They were in the middle of a sparring session when Sasuke opened his mouth to let out the words that sent Naruto stumbling and, as a result, diving headfirst into the rocky terrain under their feet, caused by their own powerful attacks.
"I'm marrying Sakura," he said, and then watched, with a somewhat pitiful expression on his face—unsure of whether he should feel boredom, disgust, or plain old annoyance—as his supposed best friend spit out the dirt that had made its way into his mouth the moment his face made contact with the ground.
"What the hell, Sasuke-teme!" he yelled, straightening to a sitting position, looking up at him with an accusatory glare in his eyes. "Why did nobody tell me you two were dating? For how long has this been going on?!"
Sasuke rolled his eyes. Leave it to Naruto to pick on that, out of everything he had at his disposal. "We haven't been dating, idiot."
The blond frowned. "What do you mean you haven't been dating?" he demanded, annoyed with the fact that Sasuke, instead of elucidating the mystery, only made everything harder to understand. It was typical of him, but that didn't mean Naruto had reached the point where he wouldn't be bothered by it anymore. "How does this work, then?"
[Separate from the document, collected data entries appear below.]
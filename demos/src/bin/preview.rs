//! # Preview
//!
//! Windowed viewer for the showroom scene.
//!
//! Keys:
//! - `M` toggle multisampling
//! - `S` toggle supersampling
//! - `V` toggle vsync
//! - `Space` pause
//! - `F` toggle fullscreen
//! - `P` capture the current frame at twice the window size

use std::error::Error;
use std::fs::File;
use std::io::BufWriter;
use std::path::PathBuf;
use std::sync::{Arc, Weak};

use clap::Parser;
use winit::application::ApplicationHandler;
use winit::event::{ElementState, KeyEvent, WindowEvent};
use winit::event_loop::{ActiveEventLoop, EventLoop};
use winit::keyboard::{KeyCode, PhysicalKey};
use winit::window::{Fullscreen, Window, WindowId};

use showroom_demos::{CliBackend, ShowroomScene};
use showroom_graphics::{
    DeviceParameters, HostWindow, OutputHandle, RenderLoop, RenderResult, RendererSettings,
    ShotRequest,
};

#[derive(Parser, Debug)]
#[command(name = "preview", about = "Interactive showroom viewer")]
struct Args {
    /// Graphics backend.
    #[arg(long, value_enum, default_value_t = CliBackend::Wgpu)]
    backend: CliBackend,

    /// Start with multisampling enabled.
    #[arg(long)]
    msaa: bool,

    /// Directory captures are written to.
    #[arg(long, default_value = ".")]
    captures: PathBuf,
}

/// The preview window as seen by the renderer.
struct PreviewWindow(Weak<Window>);

impl HostWindow for PreviewWindow {
    fn is_alive(&self) -> bool {
        self.0.strong_count() > 0
    }

    fn set_fullscreen(&self, fullscreen: bool) {
        if let Some(window) = self.0.upgrade() {
            window.set_fullscreen(fullscreen.then_some(Fullscreen::Borderless(None)));
        }
    }
}

struct App {
    args: Args,
    // Dropped before the window it presents to.
    renderer: Option<RenderLoop<ShowroomScene>>,
    window: Option<Arc<Window>>,
    captures: u32,
}

impl App {
    fn new(args: Args) -> Self {
        Self {
            args,
            renderer: None,
            window: None,
            captures: 0,
        }
    }

    fn create_renderer(&self, window: &Arc<Window>) -> RenderResult<RenderLoop<ShowroomScene>> {
        let size = window.inner_size();
        let settings = RendererSettings::new()
            .with_size(size.width, size.height)
            .with_msaa(self.args.msaa);
        let mut renderer = RenderLoop::new(ShowroomScene::new(), settings).with_device_parameters(
            DeviceParameters::new()
                .with_backend(self.args.backend.into())
                .with_label("preview"),
        );

        // SAFETY: the renderer field is declared before the window and is
        // disposed on close, so the swap chain never outlives the window.
        let output = unsafe { OutputHandle::from_window(&**window)? };
        renderer.initialize_on_screen(output)?;
        renderer.set_host_window(Some(
            Arc::new(PreviewWindow(Arc::downgrade(window))) as Arc<dyn HostWindow>
        ));
        Ok(renderer)
    }

    fn handle_key(&mut self, key: KeyCode) -> RenderResult<()> {
        let Some(renderer) = self.renderer.as_mut() else {
            return Ok(());
        };
        match key {
            KeyCode::KeyM => {
                let enabled = !renderer.use_msaa();
                renderer.set_use_msaa(enabled)?;
                log::info!("MSAA {}", if enabled { "on" } else { "off" });
            }
            KeyCode::KeyS => {
                let enabled = !renderer.use_ssaa();
                renderer.set_use_ssaa(enabled)?;
                log::info!("SSAA {}", if enabled { "on" } else { "off" });
            }
            KeyCode::KeyV => {
                let enabled = !renderer.vsync();
                renderer.set_vsync(enabled);
                log::info!("VSync {}", if enabled { "on" } else { "off" });
            }
            KeyCode::Space => {
                let paused = !renderer.is_paused();
                renderer.set_paused(paused);
                log::info!("{}", if paused { "Paused" } else { "Resumed" });
            }
            KeyCode::KeyF => {
                renderer.toggle_fullscreen()?;
            }
            KeyCode::KeyP => self.capture()?,
            _ => {}
        }
        Ok(())
    }

    fn capture(&mut self) -> RenderResult<()> {
        let Some(renderer) = self.renderer.as_mut() else {
            return Ok(());
        };
        let request = ShotRequest::new(renderer.width() * 2, renderer.height() * 2);
        let path = self
            .args
            .captures
            .join(format!("showroom_{:03}.png", self.captures));
        let mut writer = BufWriter::new(File::create(&path)?);

        let outcome = renderer.shot(&request, &mut writer, None, None)?;
        self.captures += 1;
        log::info!(
            "Captured {} ({}x{})",
            path.display(),
            outcome.width,
            outcome.height
        );
        Ok(())
    }

    fn render_frame(&mut self) {
        let Some(renderer) = self.renderer.as_mut() else {
            return;
        };
        if renderer.host_window().is_none() {
            return;
        }
        if let Err(e) = renderer.draw() {
            log::error!("Frame failed: {}", e);
            return;
        }
        if renderer.frames() % 60 == 0
            && let Some(window) = &self.window
        {
            window.set_title(&format!("Showroom - {:.0} fps", renderer.fps()));
        }
    }
}

impl ApplicationHandler for App {
    fn resumed(&mut self, event_loop: &ActiveEventLoop) {
        if self.window.is_some() {
            return;
        }
        let window_attributes = Window::default_attributes()
            .with_title("Showroom")
            .with_inner_size(winit::dpi::LogicalSize::new(1280, 720));

        let window = match event_loop.create_window(window_attributes) {
            Ok(window) => Arc::new(window),
            Err(e) => {
                log::error!("Failed to create window: {}", e);
                event_loop.exit();
                return;
            }
        };
        log::info!("Window created successfully");

        match self.create_renderer(&window) {
            Ok(renderer) => {
                let adapter = renderer.device().map(|device| device.adapter_info().clone());
                if let Ok(adapter) = adapter {
                    log::info!("Rendering on {} ({})", adapter.name, adapter.backend);
                }
                self.renderer = Some(renderer);
                window.request_redraw();
                self.window = Some(window);
            }
            Err(e) => {
                log::error!("Failed to initialize renderer: {}", e);
                event_loop.exit();
            }
        }
    }

    fn window_event(&mut self, event_loop: &ActiveEventLoop, _id: WindowId, event: WindowEvent) {
        match event {
            WindowEvent::CloseRequested => {
                log::info!("Close requested, exiting...");
                if let Some(mut renderer) = self.renderer.take() {
                    renderer.dispose();
                }
                self.window = None;
                event_loop.exit();
            }
            WindowEvent::Resized(size) => {
                if let Some(renderer) = self.renderer.as_mut()
                    && let Err(e) = renderer.resize(size.width, size.height)
                {
                    log::error!("Resize failed: {}", e);
                }
            }
            WindowEvent::KeyboardInput {
                event:
                    KeyEvent {
                        physical_key: PhysicalKey::Code(key),
                        state: ElementState::Pressed,
                        repeat: false,
                        ..
                    },
                ..
            } => {
                if let Err(e) = self.handle_key(key) {
                    log::error!("{:?} failed: {}", key, e);
                }
            }
            WindowEvent::RedrawRequested => {
                self.render_frame();
                if let Some(window) = &self.window {
                    window.request_redraw();
                }
            }
            _ => {}
        }
    }
}

fn main() -> Result<(), Box<dyn Error>> {
    showroom_demos::init_logging();
    let args = Args::parse();

    log::info!("Starting showroom preview");
    log::info!("Graphics version: {}", showroom_graphics::VERSION);
    showroom_graphics::init();

    let event_loop = EventLoop::new()?;
    let mut app = App::new(args);
    event_loop.run_app(&mut app)?;
    Ok(())
}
Sasuke gritted his teeth in annoyance. It was unbelievable how much the idiot could step on his nerves with a simple conversation, without even trying, and briefly, he wondered why he had lived with the impression that it was him who should let him know. Sakura could have just as well done it. After all, she was also a member of their team, and it was no secret that Naruto saw her as a little sister. Why couldn't she have gone to him, invited him out to Ichiraku's, and then broken the news to him? They could have even done it together, he wouldn't have minded.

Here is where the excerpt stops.